Rationalizing responses to Aurora B inhibitors in leukaemia

Acute myeloid leukaemia (AML), the most common form of acute leukaemia, remains incurable for most patients. New targeted therapies based on kinase inhibitors are being tested in AML, but not all patients benefit to the same extent, highlighting the need for personalized treatments. Previous work has shown promise for Aurora B inhibitors in AML. Here, the student will take proteomic and system biology approaches to investigate the mechanisms that sensitize AML cells to Aurora B targeted therapy. In addition to advancing our understanding of Aurora B role in cancer biology, this work has the potential to impact AML personalized therapy.

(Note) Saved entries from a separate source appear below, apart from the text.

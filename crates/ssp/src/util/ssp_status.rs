use std::fmt;

use k8s_openapi::apimachinery::pkg::apis::meta::v1::Condition;
use kube::api::{Api, Patch, PatchParams};
use kube::ResourceExt;
use serde_json::json;
use tracing::{debug, info};

use crate::api::v1beta1::ssp::{Ssp, SspStatus};
use crate::common::{ReconcileOutcome, ResourceStatus};
use crate::util::errors::{Error, Result, StdError};
use crate::util::status::{
    new_condition, set_status_condition, CONDITION_AVAILABLE, CONDITION_DEGRADED, CONDITION_PROGRESSING,
};

// Field manager for status updates
pub const STATUS_FIELD_MANAGER: &str = "ssp-status-manager";

pub const REASON_AVAILABLE: &str = "Available";
pub const REASON_PROGRESSING: &str = "Progressing";
pub const REASON_DEGRADED: &str = "Degraded";
pub const REASON_RECONCILE_FAILED: &str = "ReconcileFailed";

// Phase represents the high-level status of an SSP
#[derive(Debug, Clone, Copy, PartialEq, Eq)]
pub enum SspPhase {
    Deploying,
    Deployed,
    Deleting,
    Deleted,
}

impl fmt::Display for SspPhase {
    fn fmt(&self, f: &mut fmt::Formatter) -> fmt::Result {
        match self {
            SspPhase::Deploying => write!(f, "Deploying"),
            SspPhase::Deployed => write!(f, "Deployed"),
            SspPhase::Deleting => write!(f, "Deleting"),
            SspPhase::Deleted => write!(f, "Deleted"),
        }
    }
}

/// Reduces the resource statuses and errors of one pass into SSP conditions.
///
/// A condition is raised when any resource raises the matching signal. Each
/// offending resource contributes one `<resource>: <reason>` line to the
/// condition message.
#[derive(Debug, Default)]
pub struct StatusAggregator {
    not_available: Vec<String>,
    progressing: Vec<String>,
    degraded: Vec<String>,
    errors: Vec<String>,
}

impl StatusAggregator {
    pub fn new() -> Self {
        Self::default()
    }

    pub fn from_outcome(outcome: &ReconcileOutcome) -> Self {
        let mut aggregator = Self::new();
        outcome.statuses.iter().for_each(|status| aggregator.add_status(status));
        outcome.errors.iter().for_each(|error| aggregator.add_error(error));
        aggregator
    }

    pub fn add_status(&mut self, status: &ResourceStatus) {
        let resource = status.describe_resource();
        if let Some(reason) = &status.not_available {
            self.not_available.push(format!("{resource}: {reason}"));
        }
        if let Some(reason) = &status.progressing {
            self.progressing.push(format!("{resource}: {reason}"));
        }
        if let Some(reason) = &status.degraded {
            self.degraded.push(format!("{resource}: {reason}"));
        }
    }

    pub fn add_error(&mut self, error: &Error) {
        self.errors.push(error.to_string());
    }

    pub fn is_available(&self) -> bool {
        self.not_available.is_empty()
    }

    pub fn is_progressing(&self) -> bool {
        !self.progressing.is_empty()
    }

    pub fn is_degraded(&self) -> bool {
        !self.degraded.is_empty() || !self.errors.is_empty()
    }

    pub fn phase(&self) -> SspPhase {
        if self.is_available() && !self.is_progressing() && !self.is_degraded() {
            SspPhase::Deployed
        } else {
            SspPhase::Deploying
        }
    }

    pub fn conditions(&self, generation: Option<i64>) -> Vec<Condition> {
        let available = if self.is_available() {
            new_condition(
                CONDITION_AVAILABLE,
                true,
                REASON_AVAILABLE,
                "All SSP resources are available",
                generation,
            )
        } else {
            new_condition(
                CONDITION_AVAILABLE,
                false,
                REASON_AVAILABLE,
                self.not_available.join("\n"),
                generation,
            )
        };

        let progressing = if self.is_progressing() {
            new_condition(
                CONDITION_PROGRESSING,
                true,
                REASON_PROGRESSING,
                self.progressing.join("\n"),
                generation,
            )
        } else {
            new_condition(
                CONDITION_PROGRESSING,
                false,
                REASON_PROGRESSING,
                "No SSP resources are progressing",
                generation,
            )
        };

        let degraded = if !self.errors.is_empty() {
            let lines: Vec<&str> = self
                .errors
                .iter()
                .chain(self.degraded.iter())
                .map(String::as_str)
                .collect();
            new_condition(
                CONDITION_DEGRADED,
                true,
                REASON_RECONCILE_FAILED,
                lines.join("\n"),
                generation,
            )
        } else if !self.degraded.is_empty() {
            new_condition(
                CONDITION_DEGRADED,
                true,
                REASON_DEGRADED,
                self.degraded.join("\n"),
                generation,
            )
        } else {
            new_condition(
                CONDITION_DEGRADED,
                false,
                REASON_DEGRADED,
                "No SSP resources are degraded",
                generation,
            )
        };

        vec![available, progressing, degraded]
    }
}

/// Computes the next SSP status from the aggregated pass.
///
/// Conditions whose status does not flip keep their transition time.
pub fn next_status(ssp: &Ssp, aggregator: &StatusAggregator, operator_version: &str) -> SspStatus {
    let current = ssp.status.clone().unwrap_or_default();
    let generation = ssp.metadata.generation;

    let conditions = aggregator
        .conditions(generation)
        .into_iter()
        .fold(current.conditions, |conditions: Vec<Condition>, condition| {
            set_status_condition(&conditions, condition).0
        });

    let phase = aggregator.phase();
    let observed_version = if phase == SspPhase::Deployed {
        Some(operator_version.to_string())
    } else {
        current.observed_version
    };

    SspStatus {
        conditions,
        phase: Some(phase.to_string()),
        observed_generation: generation,
        operator_version: Some(operator_version.to_string()),
        target_version: Some(operator_version.to_string()),
        observed_version,
    }
}

pub struct SspStatusManager<'a> {
    ssp: &'a Ssp,
    client: kube::Client,
}

impl<'a> SspStatusManager<'a> {
    pub fn new(client: &kube::Client, ssp: &'a Ssp) -> Self {
        Self {
            ssp,
            client: client.clone(),
        }
    }

    fn api(&self) -> Result<Api<Ssp>> {
        let namespace = self.ssp.namespace().ok_or_else(|| {
            Error::StdError(StdError::MetadataMissing(
                "namespace should always be set on an SSP".to_string(),
            ))
        })?;
        Ok(Api::namespaced(self.client.clone(), &namespace))
    }

    async fn apply(&self, status: &SspStatus) -> Result<()> {
        let name = self.ssp.name_any();
        let status =
            serde_json::to_value(status).map_err(|e| Error::StdError(StdError::SerializationError(e)))?;
        let patch = Patch::Apply(json!({
            "apiVersion": "ssp.kubevirt.io/v1beta1",
            "kind": "SSP",
            "metadata": {
                "name": name,
                "namespace": self.ssp.namespace(),
            },
            "status": status,
        }));

        self.api()?
            .patch_status(&name, &PatchParams::apply(STATUS_FIELD_MANAGER).force(), &patch)
            .await
            .map_err(|e| Error::StdError(StdError::KubeError(e)))?;
        Ok(())
    }

    /// Writes the conditions and phase of a finished reconciliation pass.
    pub async fn update(&self, aggregator: &StatusAggregator, operator_version: &str) -> Result<SspStatus> {
        let status = next_status(self.ssp, aggregator, operator_version);
        self.apply(&status).await?;
        debug!(
            "Updated SSP {} status: phase {:?}, degraded {}",
            self.ssp.name_any(),
            status.phase,
            aggregator.is_degraded()
        );
        Ok(status)
    }

    /// Updates the phase only, keeping every other status field.
    pub async fn update_phase(&self, phase: SspPhase) -> Result<()> {
        let mut status = self.ssp.status.clone().unwrap_or_default();
        status.phase = Some(phase.to_string());
        self.apply(&status).await?;
        info!("Updated SSP {} phase to {}", self.ssp.name_any(), phase);
        Ok(())
    }
}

Aurora kinases play prominent roles in cancer biology (Ref 1) and clinical trials evaluating Aurora B inhibitors in acute myeloid leukaemia (AML) are showing promise. However, not all patients respond to these therapies to the same extent and the mechanisms that allow cancer cells to evade treatment are not fully understood. The aim of this project is to investigate the mode of action of Aurora B inhibitors in AML cells and the biochemical mechanisms that make cancer cells sensitive or resistant to these compounds. To this end, the student will compare the wiring of biochemical networks in cell lines of different sensitivity profile to Aurora B inhibitors and will investigate how such biochemical wiring changes upon therapy. This will be achieved by using state-of-the-art proteomic and phosphoproteomic methods in combination with computational approaches to derive biochemical network topology from such datasets. These methodologies are well developed in the host laboratory and their application in different cancer models has shown that responses to kinase inhibitors are determined by the combination of the activity of both the target and parallel pathways (Refs 2-5). The hypotheses generated with the initial cell-based work will be tested in additional AML cell lines, primary AML samples obtained from the BCI tissue biobank and in those derived from current and planned Aurora B inhibitors clinical trials in AML. In addition to advancing our understanding of how Aurora B
controls cancer biology, signatures associated with patient responses may represent biomarkers for patient stratification and personalized medicine.
The project will train the student in mass spectrometry-based proteomics and computational biology applied to the investigation of intracellular cell signaling and cancer research. These unique combination of skills are in short supply in the UK and are highly valued by industry and academia.